THE MOUSE AND HIS CHILD

Royal Shakespeare Theatre, Stratford upon Avon, Wednesday 12th December, 2012

The RSC’s Christmas family show this year is Tamsin Oglesby’s adaptation of Russell Hoban’s 1968 novel for children.   Hoban, I have found, is an acquired taste – and one which I have yet to acquire.  Presented on stage before my very eyes, the similarities with the works of Samuel Beckett are plain to see – and, guess what, I’ve never really taken to Beckett either.

Angela Davies’s set is magnificent; its circles and holes and suspended cotton reels and so on, suggest all at once the cosmos, the cogs and components of clockwork, and also gives us a sense of scale.  The toy and animal characters are the size of human actors, of course – their microcosm is a representation of our world, our society.

It begins with the clockwork toys, the titular Mouse and his Child waking up – or becoming aware – in a toy shop.  Right away we are plunged into Beckettian questions of existence.  The absurdist nature of life soon becomes apparent and runs through the entire piece.  As I said earlier, I’m not a Beckett fan.  We get glimpses of Vladimir and Estragon, and Pozzo and Lucky, for example – even the supporting chorus members are dressed as tramps.

But the material is also familiar in other ways.  I couldn’t stop thinking about A. I. (Artificial Intelligence) in which the constructed character seeks validation and recognition as a living being in his own right – which is itself derivative of Pinocchio.  Indeed, the Mouse and the Child are forced to perform, much as the little wooden boy had to for Stromboli.  In this instance, it’s within a rather avant garde theatre company run by two crows and a parrot, who in turn brought to mind the Crummles from Dickens’s Nicholas Nickleby... There is something Dickensian too about the milieu in which the protagonists find themselves.  The baddie, Michael Hodgson as Manny the Rat, has more than a hint of Fagin about him as he despatches his band of rats to steal and scavenge bits and bobs.  The Mouse and the Child long to be self-winding just as Pinocchio yearned to be a real boy.  It’s all a metaphor for growing up and being independent, but also having free will as living beings.

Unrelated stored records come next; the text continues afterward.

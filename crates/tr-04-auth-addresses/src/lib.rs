//! # Auth Addresses (TR-04)
//!
//! Per-entry lists of authenticated addresses, stored as the
//! `authAddresses` tag (`tuple(uint8 algorithm,address addr)[]`) and written
//! only by [`AuthAddressManager`], the tag's tagger.
//!
//! Adding needs signatures from both the entry owner and the added address;
//! removing needs the owner alone. Removal is swap-and-pop and does not
//! preserve order.

pub mod config;
pub mod domain;
pub mod service;

// Re-export public API
pub use config::{AuthAddressConfig, DEFAULT_TAG_NAME};
pub use domain::{
    list_field_names, Action, AuthAddress, AuthAddressError, AuthAddressList, AuthAddressReq,
    AuthAddressResult, SignatureAlgorithm, LIST_DESCRIPTOR,
};
pub use service::AuthAddressManager;
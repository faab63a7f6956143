//! # Clock Port
//!
//! Verification never reads the caller's wall clock. Time is supplied by the
//! host (block time or an equivalent monotonic source) through [`Clock`].

use crate::entities::Timestamp;
use std::sync::atomic::{AtomicU64, Ordering};

/// Source of the current time for signature window checks.
pub trait Clock: Send + Sync {
    /// Current time in seconds.
    fn now(&self) -> Timestamp;
}

/// Manually driven clock.
///
/// Time only moves forward: `set` ignores values earlier than the current one.
#[derive(Debug, Default)]
pub struct ManualClock {
    now: AtomicU64,
}

impl ManualClock {
    /// Create a clock starting at `now`.
    pub fn new(now: Timestamp) -> Self {
        Self {
            now: AtomicU64::new(now),
        }
    }

    /// Move the clock to `now` if it is not in the past.
    pub fn set(&self, now: Timestamp) {
        self.now.fetch_max(now, Ordering::SeqCst);
    }

    /// Advance the clock by `secs`.
    pub fn advance(&self, secs: u64) {
        self.now.fetch_add(secs, Ordering::SeqCst);
    }
}

impl Clock for ManualClock {
    fn now(&self) -> Timestamp {
        self.now.load(Ordering::SeqCst)
    }
}
//! # Signature Errors

use shared_types::Timestamp;
use thiserror::Error;

/// Why a well-sized signature was rejected.
#[derive(Debug, Clone, Copy, PartialEq, Eq, Error)]
pub enum RecoveryFault {
    /// `v` must be 0, 1, 27 or 28.
    #[error("invalid recovery id {0}")]
    InvalidRecoveryId(u8),

    /// `r` or `s` is zero or not below the curve order.
    #[error("scalar out of range")]
    ScalarOutOfRange,

    /// `s` above half the curve order (EIP-2).
    #[error("malleable signature (high s)")]
    HighS,

    #[error("public key recovery failed")]
    RecoveryFailed,

    /// Recovery produced the zero address.
    #[error("recovered the zero address")]
    ZeroAddress,
}

/// Errors from typed-signature verification.
#[derive(Debug, Clone, PartialEq, Eq, Error)]
pub enum AuthError {
    #[error("Invalid signature length: expected 65 bytes, got {actual}")]
    InvalidSignatureLength { actual: usize },

    #[error("Invalid signature: {0}")]
    InvalidSignature(RecoveryFault),

    /// `|now - sign_at|` exceeds the window.
    #[error("Signature expired: signed at {sign_at}, now {now}, window {window}s")]
    SignatureExpired {
        sign_at: Timestamp,
        now: Timestamp,
        window: u64,
    },

    #[error("Invalid configuration: {0}")]
    InvalidConfig(String),
}

impl From<RecoveryFault> for AuthError {
    fn from(fault: RecoveryFault) -> Self {
        AuthError::InvalidSignature(fault)
    }
}

/// Result alias for verification.
pub type AuthResult<T> = Result<T, AuthError>;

The costumes are inconsistent in their effectiveness.  I couldn’t tell what some of the characters were meant to be; had it not been for the captioning for the deaf, I may never have known that the two cloaked figures with Merseyside accents were supposed to be hawks, but on the whole the production is a visual delight – and an aural one too, thanks to the marvellous musicians who remain on stage and complement the action with cartoon-like sound effects.

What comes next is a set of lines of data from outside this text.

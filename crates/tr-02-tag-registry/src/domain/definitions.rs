//! # Tag Definitions
//!
//! A definition fixes the value type of a tag slot. The descriptor must parse
//! to exactly one type and the field-name lists must match its tuples.

use super::entities::{TagDefinition, TagKey};
use super::errors::{TagError, TagResult};
use std::collections::HashMap;
use tr_01_type_descriptor::{parse, validate_field_names, validate_layout, TypeNode};

/// Validate a descriptor and its field names, returning the parsed type.
pub fn validate_definition(
    descriptor: &[u8],
    field_names: &[Vec<String>],
    max_descriptor_len: usize,
) -> TagResult<TypeNode> {
    if descriptor.len() > max_descriptor_len {
        return Err(TagError::DescriptorTooLong {
            len: descriptor.len(),
            max: max_descriptor_len,
        });
    }
    let node = parse(descriptor)?;
    validate_layout(&node)?;
    validate_field_names(&node, field_names)?;
    Ok(node)
}

/// Defined tags keyed by `(namespace, tag_name)`.
#[derive(Debug, Default)]
pub struct TagDefinitionStore {
    definitions: HashMap<TagKey, TagDefinition>,
}

impl TagDefinitionStore {
    pub fn new() -> Self {
        Self::default()
    }

    /// Insert a new definition. Existing definitions are never replaced.
    pub fn insert(&mut self, definition: TagDefinition) -> TagResult<()> {
        let key = definition.key();
        if self.definitions.contains_key(&key) {
            return Err(TagError::DuplicateTag {
                namespace: key.namespace,
                tag_name: key.tag_name,
            });
        }
        self.definitions.insert(key, definition);
        Ok(())
    }

    pub fn get(&self, key: &TagKey) -> TagResult<&TagDefinition> {
        self.definitions
            .get(key)
            .ok_or_else(|| TagError::TagNotDefined {
                namespace: key.namespace.clone(),
                tag_name: key.tag_name.clone(),
            })
    }
}
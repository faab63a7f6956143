//! # Tag Registry Configuration

use crate::domain::{TagError, TagResult};
use serde::{Deserialize, Serialize};
use shared_types::{Address, ZERO_ADDRESS};

/// Upper bound accepted for `max_descriptor_len`.
pub const DESCRIPTOR_LEN_CEILING: usize = 4096;

/// Tag registry configuration.
#[derive(Clone, Debug, PartialEq, Eq, Serialize, Deserialize)]
pub struct RegistryConfig {
    /// Operator address. Administers the root namespace and may act for any
    /// namespace owner.
    pub operator: Address,

    /// Longest descriptor accepted by `define_tag`, in bytes.
    pub max_descriptor_len: usize,
}

impl Default for RegistryConfig {
    fn default() -> Self {
        Self {
            operator: ZERO_ADDRESS,
            max_descriptor_len: 256,
        }
    }
}

impl RegistryConfig {
    /// Create a config for testing.
    pub fn for_testing() -> Self {
        Self {
            operator: [0x0F; 20],
            max_descriptor_len: 256,
        }
    }

    pub fn validate(&self) -> TagResult<()> {
        if self.operator == ZERO_ADDRESS {
            return Err(TagError::InvalidConfig(
                "operator cannot be the zero address".to_string(),
            ));
        }
        if self.max_descriptor_len == 0 || self.max_descriptor_len > DESCRIPTOR_LEN_CEILING {
            return Err(TagError::InvalidConfig(format!(
                "max_descriptor_len must be between 1 and {DESCRIPTOR_LEN_CEILING}"
            )));
        }
        Ok(())
    }

    /// Builder-style method to set the operator
    pub fn with_operator(mut self, operator: Address) -> Self {
        self.operator = operator;
        self
    }

    /// Builder-style method to set the descriptor length limit
    pub fn with_max_descriptor_len(mut self, max: usize) -> Self {
        self.max_descriptor_len = max;
        self
    }
}

#[cfg(test)]
mod tests {
    use super::*;

    #[test]
    fn test_default_config_needs_operator() {
        let config = RegistryConfig::default();
        assert!(matches!(config.validate(), Err(TagError::InvalidConfig(_))));
        assert!(config.with_operator([1; 20]).validate().is_ok());
    }

    #[test]
    fn test_testing_config() {
        assert!(RegistryConfig::for_testing().validate().is_ok());
    }

    #[test]
    fn test_descriptor_limit_bounds() {
        let config = RegistryConfig::for_testing();
        assert!(config.clone().with_max_descriptor_len(0).validate().is_err());
        assert!(config
            .clone()
            .with_max_descriptor_len(DESCRIPTOR_LEN_CEILING + 1)
            .validate()
            .is_err());
        assert!(config
            .with_max_descriptor_len(DESCRIPTOR_LEN_CEILING)
            .validate()
            .is_ok());
    }
}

I particularly liked Carla Mendonca as the graceful, dignified maternal figure, an elephant on roller skates, and Daniel Ryan as the Mouse makes a warm-hearted Dad.  Unfortunately, I couldn’t warm to Bettrys Jones as the Child.  I found the characterisation too shouty and too strident.  There needs to be moments of cuteness and vulnerability.  Long before the end, I found I didn’t care what happened to him.  David Charles is likeable as a kind of new age hippy weirdo frog, who prophecises doom and success in equal measure, complete with 1960s psychedelic effects. Julia Innocenti provides a neat comic turn as Ralphie, a rat unhindered by his lack of intelligence, and the entire company clowns around energetically.  There is a fight scene to evict the baddies from the doll’s house (like routing the weasels from Toad Hall) that is an orgy of cartoon violence and very funny. Paul Hunter’s direction gives us moments of inventiveness and humour in a scattergun approach.  Not all the gags hit the mark but those that do keep you interested.

Michael Hodgson dominates as the quirky Manny who is cured of his evil compulsions when his plan to burn everyone to death backfires and results in a dose of electro-shock therapy.  This is just one of the many moments of darkness in the piece.  It’s no cute and cuddly adventure and it certainly isn’t twee.  I just wasn’t won over by the material, despite the talent, energy and creativity that went into the performance.